§ **Work instructions**: Select every line below containing the word "OnceLock".

Segment Start: Listed entries

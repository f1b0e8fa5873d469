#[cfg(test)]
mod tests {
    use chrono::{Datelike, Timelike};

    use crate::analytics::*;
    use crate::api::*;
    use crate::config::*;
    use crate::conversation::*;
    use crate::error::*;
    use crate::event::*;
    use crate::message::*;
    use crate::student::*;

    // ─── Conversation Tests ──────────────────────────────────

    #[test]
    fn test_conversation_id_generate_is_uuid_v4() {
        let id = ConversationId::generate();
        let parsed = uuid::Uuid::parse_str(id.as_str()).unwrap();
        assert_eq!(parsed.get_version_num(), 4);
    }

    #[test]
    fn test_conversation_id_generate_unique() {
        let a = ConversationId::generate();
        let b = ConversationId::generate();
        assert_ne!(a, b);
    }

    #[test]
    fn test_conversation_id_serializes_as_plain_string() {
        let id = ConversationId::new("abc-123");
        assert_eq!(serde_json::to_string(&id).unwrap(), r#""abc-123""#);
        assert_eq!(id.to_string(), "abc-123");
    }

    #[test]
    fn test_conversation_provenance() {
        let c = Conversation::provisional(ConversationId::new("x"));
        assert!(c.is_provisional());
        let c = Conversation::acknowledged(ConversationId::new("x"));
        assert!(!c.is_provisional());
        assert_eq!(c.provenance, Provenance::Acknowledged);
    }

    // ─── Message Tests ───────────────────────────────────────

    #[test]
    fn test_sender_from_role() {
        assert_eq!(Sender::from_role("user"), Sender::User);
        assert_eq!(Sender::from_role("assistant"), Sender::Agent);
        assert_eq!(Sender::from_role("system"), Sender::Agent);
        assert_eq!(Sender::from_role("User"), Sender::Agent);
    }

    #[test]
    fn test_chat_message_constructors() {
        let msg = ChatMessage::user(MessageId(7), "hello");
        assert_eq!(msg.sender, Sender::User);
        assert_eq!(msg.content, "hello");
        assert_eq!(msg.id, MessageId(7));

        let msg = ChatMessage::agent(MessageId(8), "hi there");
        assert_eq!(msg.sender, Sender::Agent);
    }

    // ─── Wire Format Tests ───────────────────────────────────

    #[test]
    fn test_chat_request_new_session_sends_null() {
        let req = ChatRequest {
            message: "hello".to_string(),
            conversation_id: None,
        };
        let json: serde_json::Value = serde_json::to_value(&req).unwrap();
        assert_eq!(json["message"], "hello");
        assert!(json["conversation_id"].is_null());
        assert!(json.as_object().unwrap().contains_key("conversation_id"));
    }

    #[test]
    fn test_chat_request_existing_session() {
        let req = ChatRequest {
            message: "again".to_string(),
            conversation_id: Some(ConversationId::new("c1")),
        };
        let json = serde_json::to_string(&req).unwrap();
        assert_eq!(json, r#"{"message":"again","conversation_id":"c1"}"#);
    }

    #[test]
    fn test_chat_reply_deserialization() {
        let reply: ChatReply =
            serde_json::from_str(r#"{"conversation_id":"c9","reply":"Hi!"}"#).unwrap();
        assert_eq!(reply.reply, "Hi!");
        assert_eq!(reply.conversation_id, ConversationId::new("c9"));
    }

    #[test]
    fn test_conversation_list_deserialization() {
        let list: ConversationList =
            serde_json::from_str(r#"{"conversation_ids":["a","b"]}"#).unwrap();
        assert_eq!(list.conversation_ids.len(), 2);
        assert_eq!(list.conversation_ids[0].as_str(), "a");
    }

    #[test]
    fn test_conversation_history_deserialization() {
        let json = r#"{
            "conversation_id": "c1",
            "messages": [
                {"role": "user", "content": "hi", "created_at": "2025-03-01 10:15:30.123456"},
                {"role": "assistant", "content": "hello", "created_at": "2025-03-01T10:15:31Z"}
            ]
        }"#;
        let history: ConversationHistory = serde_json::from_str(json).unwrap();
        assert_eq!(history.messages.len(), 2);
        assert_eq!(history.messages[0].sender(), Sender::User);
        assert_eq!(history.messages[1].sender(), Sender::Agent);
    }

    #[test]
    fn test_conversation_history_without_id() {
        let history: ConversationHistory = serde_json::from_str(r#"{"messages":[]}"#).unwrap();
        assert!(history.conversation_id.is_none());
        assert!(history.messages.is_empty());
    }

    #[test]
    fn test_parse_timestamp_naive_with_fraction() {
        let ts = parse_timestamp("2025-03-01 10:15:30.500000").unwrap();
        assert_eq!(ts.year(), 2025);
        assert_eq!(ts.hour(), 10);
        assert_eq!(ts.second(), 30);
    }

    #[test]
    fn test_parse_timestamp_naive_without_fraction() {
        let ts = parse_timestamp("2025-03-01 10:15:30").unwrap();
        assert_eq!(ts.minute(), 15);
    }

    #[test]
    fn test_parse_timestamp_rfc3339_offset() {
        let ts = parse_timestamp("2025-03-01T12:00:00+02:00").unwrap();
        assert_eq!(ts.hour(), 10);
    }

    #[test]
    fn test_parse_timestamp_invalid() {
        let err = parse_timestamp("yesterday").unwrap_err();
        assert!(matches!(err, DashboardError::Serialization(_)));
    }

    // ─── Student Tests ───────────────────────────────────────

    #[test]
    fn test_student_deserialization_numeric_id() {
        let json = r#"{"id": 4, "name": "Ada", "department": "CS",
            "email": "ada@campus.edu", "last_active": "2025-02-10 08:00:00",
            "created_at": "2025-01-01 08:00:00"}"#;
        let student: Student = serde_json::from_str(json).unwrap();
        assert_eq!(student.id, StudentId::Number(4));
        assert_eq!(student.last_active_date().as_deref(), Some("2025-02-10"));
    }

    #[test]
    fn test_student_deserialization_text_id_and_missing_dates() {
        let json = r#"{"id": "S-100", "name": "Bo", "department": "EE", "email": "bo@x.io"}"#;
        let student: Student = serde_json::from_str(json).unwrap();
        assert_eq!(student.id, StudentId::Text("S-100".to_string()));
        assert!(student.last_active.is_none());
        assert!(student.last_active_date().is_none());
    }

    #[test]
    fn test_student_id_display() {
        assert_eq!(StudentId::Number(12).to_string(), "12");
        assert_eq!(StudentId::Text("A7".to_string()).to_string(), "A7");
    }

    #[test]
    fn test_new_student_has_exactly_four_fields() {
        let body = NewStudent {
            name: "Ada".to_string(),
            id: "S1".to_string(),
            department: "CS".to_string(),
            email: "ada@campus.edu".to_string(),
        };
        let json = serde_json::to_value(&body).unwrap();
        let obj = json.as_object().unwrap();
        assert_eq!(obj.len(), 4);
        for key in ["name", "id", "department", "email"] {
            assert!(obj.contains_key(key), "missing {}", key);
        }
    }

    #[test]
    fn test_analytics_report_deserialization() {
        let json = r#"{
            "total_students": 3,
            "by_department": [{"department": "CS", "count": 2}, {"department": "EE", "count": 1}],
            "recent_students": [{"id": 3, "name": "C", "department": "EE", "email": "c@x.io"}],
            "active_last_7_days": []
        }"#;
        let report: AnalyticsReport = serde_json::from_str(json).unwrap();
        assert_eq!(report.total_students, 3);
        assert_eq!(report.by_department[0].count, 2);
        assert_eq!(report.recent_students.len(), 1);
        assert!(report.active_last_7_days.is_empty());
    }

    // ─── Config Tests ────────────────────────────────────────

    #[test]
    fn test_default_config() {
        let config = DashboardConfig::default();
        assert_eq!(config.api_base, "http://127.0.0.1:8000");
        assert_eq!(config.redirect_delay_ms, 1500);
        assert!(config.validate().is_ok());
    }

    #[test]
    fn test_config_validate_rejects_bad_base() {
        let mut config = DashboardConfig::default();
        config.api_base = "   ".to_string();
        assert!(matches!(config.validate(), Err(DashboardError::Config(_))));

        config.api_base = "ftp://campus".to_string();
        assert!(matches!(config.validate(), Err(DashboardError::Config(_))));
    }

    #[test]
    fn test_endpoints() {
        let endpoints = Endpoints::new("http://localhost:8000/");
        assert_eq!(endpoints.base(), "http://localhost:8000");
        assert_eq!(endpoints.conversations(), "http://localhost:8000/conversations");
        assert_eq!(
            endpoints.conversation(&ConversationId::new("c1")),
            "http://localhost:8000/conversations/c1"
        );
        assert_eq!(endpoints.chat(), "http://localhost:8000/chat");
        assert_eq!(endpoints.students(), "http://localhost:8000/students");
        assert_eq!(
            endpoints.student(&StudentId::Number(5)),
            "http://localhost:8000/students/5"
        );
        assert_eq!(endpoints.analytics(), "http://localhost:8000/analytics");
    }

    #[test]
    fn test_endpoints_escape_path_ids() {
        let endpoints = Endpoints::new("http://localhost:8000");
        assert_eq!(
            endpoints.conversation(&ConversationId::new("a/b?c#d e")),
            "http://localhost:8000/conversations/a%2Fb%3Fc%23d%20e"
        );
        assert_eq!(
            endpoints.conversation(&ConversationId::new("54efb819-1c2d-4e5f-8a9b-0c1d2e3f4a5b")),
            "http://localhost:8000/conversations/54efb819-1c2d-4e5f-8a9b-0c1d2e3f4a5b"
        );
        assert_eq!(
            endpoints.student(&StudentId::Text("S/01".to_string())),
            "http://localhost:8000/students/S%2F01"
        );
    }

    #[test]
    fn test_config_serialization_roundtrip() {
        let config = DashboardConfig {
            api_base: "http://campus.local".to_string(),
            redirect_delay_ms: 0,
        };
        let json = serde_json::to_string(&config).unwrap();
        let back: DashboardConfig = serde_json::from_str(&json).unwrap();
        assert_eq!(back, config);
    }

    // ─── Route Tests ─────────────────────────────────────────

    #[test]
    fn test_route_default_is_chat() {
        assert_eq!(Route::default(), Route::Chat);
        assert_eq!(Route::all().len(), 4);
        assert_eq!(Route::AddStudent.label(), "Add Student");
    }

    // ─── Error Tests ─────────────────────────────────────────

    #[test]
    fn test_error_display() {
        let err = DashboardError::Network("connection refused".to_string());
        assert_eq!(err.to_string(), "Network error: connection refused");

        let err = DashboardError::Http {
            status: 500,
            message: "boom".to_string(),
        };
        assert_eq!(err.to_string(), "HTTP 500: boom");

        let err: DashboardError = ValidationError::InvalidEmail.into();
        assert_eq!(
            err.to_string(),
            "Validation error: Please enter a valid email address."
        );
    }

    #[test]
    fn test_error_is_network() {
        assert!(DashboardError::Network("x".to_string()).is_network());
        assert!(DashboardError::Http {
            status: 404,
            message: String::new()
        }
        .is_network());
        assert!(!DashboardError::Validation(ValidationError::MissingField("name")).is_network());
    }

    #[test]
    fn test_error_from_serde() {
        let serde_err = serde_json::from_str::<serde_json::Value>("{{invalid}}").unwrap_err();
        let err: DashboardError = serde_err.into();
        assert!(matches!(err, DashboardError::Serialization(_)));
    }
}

Segment End: Listed entries
Segment Start: Listed entries

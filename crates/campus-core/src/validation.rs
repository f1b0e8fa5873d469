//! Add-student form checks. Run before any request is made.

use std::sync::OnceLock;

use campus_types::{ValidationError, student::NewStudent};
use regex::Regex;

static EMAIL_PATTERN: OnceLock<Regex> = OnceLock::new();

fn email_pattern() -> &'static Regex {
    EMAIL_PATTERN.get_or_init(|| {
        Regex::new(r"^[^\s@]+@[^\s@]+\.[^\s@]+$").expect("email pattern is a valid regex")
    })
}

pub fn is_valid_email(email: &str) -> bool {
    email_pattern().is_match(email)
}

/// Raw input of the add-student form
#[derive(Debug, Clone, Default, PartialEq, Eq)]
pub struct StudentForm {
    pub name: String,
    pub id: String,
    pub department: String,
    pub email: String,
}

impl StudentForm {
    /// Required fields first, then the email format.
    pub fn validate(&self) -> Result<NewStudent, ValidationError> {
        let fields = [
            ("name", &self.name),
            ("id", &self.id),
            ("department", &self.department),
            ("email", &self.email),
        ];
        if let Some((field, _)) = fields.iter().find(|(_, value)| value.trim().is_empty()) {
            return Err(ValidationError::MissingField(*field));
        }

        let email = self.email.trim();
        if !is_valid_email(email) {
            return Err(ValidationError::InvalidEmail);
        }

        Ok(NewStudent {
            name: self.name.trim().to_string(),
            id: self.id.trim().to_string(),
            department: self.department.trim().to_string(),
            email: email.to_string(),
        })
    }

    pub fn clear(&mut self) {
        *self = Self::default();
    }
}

Segment End: Listed entries

§ **Answer to this problem**:
use std::sync::OnceLock;
static EMAIL_PATTERN: OnceLock<Regex> = OnceLock::new();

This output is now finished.